TASK GOAL
What lines of the data below hold "AccountEngine"? Show them.

Collected data

________________________

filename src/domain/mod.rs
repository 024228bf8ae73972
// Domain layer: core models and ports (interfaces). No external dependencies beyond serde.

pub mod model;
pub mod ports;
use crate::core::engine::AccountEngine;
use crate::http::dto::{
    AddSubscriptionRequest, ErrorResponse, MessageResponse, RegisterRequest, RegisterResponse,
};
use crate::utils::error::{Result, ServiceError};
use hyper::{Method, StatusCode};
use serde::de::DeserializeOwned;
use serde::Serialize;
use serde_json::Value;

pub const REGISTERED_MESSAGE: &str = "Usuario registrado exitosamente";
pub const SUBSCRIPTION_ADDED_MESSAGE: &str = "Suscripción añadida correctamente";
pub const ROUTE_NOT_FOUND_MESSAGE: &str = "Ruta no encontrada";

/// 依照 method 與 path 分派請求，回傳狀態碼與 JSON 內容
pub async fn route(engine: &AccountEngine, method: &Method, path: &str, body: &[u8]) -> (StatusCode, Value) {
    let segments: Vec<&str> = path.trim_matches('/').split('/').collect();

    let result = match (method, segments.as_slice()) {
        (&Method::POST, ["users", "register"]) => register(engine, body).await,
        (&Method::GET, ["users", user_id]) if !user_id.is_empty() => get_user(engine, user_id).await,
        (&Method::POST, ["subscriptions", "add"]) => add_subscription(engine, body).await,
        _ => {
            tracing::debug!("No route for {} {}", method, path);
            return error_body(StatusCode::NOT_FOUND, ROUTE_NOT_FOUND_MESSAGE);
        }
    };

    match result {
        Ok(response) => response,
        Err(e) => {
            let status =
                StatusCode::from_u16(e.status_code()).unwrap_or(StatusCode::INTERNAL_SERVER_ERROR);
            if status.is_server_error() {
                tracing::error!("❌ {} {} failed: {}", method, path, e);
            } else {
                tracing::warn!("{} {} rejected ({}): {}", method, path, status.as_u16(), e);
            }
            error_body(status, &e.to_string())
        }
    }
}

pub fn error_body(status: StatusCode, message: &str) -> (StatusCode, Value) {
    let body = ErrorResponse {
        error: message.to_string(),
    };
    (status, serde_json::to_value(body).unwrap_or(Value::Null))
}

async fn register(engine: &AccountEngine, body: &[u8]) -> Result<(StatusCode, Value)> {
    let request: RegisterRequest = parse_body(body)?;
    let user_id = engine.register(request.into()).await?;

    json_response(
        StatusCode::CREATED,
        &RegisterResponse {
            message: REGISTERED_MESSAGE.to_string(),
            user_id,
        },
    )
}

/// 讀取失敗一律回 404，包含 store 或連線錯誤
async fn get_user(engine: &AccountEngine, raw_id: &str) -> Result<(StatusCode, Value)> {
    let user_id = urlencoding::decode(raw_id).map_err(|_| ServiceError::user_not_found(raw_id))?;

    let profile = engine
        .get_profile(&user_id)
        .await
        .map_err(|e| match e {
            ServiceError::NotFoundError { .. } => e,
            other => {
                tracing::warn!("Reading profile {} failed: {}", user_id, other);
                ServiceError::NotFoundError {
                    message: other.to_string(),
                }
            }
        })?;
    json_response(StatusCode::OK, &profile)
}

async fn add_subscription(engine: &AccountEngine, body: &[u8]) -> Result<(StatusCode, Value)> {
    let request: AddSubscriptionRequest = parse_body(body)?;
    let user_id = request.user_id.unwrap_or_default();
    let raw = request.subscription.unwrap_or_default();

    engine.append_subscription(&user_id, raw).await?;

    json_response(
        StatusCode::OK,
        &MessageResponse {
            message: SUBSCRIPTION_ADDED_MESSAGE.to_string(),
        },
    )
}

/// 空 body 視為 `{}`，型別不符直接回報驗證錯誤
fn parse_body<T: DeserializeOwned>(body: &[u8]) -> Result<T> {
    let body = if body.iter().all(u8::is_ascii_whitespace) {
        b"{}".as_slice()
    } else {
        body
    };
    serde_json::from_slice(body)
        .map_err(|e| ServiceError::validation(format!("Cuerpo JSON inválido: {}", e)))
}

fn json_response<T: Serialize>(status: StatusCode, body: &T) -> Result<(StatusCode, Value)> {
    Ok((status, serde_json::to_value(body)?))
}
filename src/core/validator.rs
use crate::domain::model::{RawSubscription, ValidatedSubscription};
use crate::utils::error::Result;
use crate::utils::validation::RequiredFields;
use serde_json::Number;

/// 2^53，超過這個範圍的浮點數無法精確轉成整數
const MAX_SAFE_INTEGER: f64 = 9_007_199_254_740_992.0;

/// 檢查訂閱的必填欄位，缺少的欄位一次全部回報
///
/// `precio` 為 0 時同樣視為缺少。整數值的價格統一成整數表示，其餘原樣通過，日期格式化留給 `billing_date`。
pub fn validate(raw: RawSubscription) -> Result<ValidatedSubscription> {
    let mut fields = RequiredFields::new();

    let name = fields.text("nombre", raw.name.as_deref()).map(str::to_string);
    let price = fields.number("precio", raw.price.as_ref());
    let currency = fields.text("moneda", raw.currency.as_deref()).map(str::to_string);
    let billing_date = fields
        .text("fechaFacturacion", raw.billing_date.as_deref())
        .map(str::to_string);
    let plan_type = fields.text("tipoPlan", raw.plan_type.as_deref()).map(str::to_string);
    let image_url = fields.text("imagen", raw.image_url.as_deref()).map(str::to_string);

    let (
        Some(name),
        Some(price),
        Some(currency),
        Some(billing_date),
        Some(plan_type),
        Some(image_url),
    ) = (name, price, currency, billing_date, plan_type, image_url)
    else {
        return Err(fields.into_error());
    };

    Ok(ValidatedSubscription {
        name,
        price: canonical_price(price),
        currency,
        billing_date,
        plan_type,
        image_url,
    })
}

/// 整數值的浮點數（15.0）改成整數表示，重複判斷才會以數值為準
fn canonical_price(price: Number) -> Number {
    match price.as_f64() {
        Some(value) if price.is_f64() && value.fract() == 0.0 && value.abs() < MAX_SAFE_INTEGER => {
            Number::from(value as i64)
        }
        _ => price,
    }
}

________________________

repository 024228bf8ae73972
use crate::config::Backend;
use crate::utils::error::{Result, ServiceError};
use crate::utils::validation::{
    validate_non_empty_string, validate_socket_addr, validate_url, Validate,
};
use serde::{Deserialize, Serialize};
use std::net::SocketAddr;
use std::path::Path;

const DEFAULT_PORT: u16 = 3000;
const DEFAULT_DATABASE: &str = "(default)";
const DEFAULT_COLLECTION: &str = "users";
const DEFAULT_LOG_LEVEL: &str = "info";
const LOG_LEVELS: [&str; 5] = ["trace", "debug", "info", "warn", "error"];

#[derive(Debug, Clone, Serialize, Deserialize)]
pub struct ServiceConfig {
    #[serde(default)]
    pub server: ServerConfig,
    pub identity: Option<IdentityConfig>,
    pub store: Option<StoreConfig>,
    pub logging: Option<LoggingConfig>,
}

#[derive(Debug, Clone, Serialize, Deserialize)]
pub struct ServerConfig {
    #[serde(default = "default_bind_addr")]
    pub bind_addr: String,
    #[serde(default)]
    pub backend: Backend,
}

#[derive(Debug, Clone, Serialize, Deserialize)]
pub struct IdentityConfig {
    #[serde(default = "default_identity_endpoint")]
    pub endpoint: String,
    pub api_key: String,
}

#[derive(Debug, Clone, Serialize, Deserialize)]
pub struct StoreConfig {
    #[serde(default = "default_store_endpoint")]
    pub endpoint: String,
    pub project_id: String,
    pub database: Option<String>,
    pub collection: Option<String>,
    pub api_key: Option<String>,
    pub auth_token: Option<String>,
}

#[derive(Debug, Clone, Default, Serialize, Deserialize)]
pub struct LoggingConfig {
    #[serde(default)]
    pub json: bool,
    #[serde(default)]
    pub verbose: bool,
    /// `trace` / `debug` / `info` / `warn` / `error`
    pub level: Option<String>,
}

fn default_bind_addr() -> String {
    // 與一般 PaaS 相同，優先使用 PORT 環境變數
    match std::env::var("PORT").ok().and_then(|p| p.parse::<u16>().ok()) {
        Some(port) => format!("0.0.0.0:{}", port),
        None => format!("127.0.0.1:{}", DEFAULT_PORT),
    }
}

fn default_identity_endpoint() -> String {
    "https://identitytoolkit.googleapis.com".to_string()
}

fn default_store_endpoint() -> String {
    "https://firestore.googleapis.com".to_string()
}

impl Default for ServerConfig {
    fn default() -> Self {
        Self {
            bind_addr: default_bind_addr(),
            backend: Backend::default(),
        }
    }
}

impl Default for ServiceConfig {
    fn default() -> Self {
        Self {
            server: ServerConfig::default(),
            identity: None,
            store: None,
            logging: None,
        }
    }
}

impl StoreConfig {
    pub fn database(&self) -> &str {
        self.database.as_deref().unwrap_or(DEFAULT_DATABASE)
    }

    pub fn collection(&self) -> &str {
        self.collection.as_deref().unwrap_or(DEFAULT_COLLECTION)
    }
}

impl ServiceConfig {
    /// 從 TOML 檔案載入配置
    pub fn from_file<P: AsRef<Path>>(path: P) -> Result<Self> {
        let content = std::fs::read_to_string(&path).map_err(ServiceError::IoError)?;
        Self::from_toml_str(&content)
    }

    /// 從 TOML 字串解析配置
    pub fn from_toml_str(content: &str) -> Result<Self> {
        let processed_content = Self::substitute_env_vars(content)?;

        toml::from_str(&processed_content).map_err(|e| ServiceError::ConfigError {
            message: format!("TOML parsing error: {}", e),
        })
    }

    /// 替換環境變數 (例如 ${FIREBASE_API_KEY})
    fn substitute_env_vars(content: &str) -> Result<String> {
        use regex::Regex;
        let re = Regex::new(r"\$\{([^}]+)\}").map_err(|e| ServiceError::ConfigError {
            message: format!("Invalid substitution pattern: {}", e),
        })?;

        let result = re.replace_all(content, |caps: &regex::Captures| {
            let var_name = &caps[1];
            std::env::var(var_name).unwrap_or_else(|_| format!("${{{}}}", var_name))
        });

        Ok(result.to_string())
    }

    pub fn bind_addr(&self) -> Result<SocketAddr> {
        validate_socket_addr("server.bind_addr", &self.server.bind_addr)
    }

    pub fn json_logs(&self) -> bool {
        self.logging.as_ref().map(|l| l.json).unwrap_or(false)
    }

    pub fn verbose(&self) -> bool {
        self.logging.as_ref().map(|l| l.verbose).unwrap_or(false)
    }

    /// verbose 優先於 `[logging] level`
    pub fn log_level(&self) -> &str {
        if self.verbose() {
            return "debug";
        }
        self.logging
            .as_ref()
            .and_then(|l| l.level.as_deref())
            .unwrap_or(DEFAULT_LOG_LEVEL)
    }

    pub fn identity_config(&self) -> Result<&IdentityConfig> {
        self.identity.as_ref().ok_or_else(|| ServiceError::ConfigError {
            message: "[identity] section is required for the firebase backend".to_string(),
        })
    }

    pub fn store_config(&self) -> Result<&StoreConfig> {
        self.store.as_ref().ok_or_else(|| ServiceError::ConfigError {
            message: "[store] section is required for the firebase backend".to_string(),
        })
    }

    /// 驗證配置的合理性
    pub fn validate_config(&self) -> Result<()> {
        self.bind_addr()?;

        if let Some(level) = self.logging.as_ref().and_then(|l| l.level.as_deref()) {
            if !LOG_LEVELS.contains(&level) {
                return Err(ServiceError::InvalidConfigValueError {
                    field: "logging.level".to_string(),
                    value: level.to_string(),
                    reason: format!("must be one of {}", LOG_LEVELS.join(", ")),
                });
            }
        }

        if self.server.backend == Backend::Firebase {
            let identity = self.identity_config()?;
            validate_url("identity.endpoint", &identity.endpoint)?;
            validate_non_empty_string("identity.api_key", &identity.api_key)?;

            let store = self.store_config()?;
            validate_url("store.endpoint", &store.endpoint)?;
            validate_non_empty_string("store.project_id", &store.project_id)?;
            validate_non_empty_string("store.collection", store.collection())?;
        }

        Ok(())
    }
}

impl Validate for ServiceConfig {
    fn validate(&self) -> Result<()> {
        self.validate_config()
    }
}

________________________

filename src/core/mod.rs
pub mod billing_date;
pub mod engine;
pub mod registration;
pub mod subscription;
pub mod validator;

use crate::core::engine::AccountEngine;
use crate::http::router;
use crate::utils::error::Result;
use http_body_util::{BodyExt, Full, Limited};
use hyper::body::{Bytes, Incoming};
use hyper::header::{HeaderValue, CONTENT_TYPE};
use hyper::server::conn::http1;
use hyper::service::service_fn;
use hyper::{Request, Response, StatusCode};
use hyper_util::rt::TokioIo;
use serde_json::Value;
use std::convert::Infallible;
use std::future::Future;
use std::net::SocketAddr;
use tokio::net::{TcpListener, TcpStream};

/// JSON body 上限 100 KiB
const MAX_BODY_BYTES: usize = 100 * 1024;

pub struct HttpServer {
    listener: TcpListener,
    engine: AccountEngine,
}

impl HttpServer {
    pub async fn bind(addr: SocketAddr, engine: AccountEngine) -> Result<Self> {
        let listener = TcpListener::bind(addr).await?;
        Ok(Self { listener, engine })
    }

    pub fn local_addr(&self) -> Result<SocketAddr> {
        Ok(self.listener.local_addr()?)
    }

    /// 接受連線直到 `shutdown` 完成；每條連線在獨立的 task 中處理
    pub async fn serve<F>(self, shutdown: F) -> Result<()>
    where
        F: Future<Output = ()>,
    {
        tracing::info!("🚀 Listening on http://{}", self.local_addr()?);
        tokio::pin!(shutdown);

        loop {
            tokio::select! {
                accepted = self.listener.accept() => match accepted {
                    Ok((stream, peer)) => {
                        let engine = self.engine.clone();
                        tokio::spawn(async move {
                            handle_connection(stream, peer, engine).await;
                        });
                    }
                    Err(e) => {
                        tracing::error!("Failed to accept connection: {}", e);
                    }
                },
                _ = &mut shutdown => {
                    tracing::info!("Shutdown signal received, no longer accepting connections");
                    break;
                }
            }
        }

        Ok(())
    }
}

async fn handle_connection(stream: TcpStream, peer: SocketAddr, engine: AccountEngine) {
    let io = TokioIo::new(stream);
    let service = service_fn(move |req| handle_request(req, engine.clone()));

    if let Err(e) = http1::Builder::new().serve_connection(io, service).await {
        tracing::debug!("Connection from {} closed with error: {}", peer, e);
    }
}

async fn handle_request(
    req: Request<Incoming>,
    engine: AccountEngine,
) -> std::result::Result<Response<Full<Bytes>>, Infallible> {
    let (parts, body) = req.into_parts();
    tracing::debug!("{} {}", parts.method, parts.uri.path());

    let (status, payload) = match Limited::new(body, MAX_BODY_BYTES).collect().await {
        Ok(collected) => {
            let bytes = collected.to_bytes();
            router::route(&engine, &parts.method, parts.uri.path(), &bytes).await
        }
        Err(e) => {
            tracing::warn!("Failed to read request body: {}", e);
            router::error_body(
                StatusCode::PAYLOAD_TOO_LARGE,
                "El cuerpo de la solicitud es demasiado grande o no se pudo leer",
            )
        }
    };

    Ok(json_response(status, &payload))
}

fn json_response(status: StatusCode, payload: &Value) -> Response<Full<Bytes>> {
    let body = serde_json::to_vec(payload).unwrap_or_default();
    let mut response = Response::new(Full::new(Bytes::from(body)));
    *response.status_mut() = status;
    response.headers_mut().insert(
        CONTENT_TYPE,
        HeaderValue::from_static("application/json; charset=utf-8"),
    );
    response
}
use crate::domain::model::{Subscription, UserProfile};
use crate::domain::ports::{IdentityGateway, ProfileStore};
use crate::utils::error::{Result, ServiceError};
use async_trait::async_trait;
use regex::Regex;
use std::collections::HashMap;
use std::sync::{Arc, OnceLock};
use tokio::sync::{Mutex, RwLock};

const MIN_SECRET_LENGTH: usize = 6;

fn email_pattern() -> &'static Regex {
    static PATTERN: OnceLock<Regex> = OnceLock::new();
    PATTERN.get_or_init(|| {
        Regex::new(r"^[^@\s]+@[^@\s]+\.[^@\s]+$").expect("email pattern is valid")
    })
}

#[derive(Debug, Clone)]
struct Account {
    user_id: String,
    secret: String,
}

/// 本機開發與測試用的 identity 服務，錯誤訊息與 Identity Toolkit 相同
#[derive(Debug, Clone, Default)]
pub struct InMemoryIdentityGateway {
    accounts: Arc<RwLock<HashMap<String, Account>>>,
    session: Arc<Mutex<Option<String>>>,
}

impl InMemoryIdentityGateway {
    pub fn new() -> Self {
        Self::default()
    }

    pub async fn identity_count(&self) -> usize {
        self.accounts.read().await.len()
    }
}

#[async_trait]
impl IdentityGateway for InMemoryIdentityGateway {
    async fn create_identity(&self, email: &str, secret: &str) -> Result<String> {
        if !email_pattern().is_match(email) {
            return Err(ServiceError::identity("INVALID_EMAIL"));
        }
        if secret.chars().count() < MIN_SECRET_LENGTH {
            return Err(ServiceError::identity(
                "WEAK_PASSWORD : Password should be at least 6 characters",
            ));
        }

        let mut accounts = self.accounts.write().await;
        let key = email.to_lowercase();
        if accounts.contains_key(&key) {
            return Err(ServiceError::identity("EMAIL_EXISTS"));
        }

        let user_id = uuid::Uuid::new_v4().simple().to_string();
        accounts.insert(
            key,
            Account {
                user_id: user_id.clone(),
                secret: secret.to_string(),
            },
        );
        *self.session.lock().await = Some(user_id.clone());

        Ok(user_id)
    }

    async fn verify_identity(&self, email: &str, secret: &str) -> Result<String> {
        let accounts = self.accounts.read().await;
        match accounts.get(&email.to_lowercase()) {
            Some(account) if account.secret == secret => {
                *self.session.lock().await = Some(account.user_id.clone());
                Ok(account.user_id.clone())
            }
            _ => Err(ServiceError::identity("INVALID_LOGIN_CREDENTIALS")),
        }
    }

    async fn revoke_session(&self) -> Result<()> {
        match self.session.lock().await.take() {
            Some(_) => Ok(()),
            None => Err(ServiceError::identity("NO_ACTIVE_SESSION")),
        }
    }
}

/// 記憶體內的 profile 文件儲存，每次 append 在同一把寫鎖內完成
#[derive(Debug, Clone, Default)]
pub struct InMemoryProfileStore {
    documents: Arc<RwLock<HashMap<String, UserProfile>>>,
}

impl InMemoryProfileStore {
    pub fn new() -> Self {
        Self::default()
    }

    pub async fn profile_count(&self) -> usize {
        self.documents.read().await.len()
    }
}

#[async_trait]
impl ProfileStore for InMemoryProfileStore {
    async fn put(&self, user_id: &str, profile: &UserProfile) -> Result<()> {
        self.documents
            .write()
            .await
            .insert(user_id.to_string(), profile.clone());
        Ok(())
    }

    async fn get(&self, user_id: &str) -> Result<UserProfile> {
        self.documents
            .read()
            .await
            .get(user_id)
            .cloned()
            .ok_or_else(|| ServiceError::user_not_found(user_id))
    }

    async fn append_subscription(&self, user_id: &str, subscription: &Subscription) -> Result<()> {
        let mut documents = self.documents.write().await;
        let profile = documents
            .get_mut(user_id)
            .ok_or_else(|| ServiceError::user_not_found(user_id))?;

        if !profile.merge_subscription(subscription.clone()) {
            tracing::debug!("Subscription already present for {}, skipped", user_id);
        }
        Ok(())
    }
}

________________________

RESULT FOR THIS TASK
use crate::core::engine::AccountEngine;
pub async fn route(engine: &AccountEngine, method: &Method, path: &str, body: &[u8]) -> (StatusCode, Value) {
async fn register(engine: &AccountEngine, body: &[u8]) -> Result<(StatusCode, Value)> {
async fn get_user(engine: &AccountEngine, raw_id: &str) -> Result<(StatusCode, Value)> {
async fn add_subscription(engine: &AccountEngine, body: &[u8]) -> Result<(StatusCode, Value)> {
use crate::core::engine::AccountEngine;
    engine: AccountEngine,
    pub async fn bind(addr: SocketAddr, engine: AccountEngine) -> Result<Self> {
async fn handle_connection(stream: TcpStream, peer: SocketAddr, engine: AccountEngine) {
    engine: AccountEngine,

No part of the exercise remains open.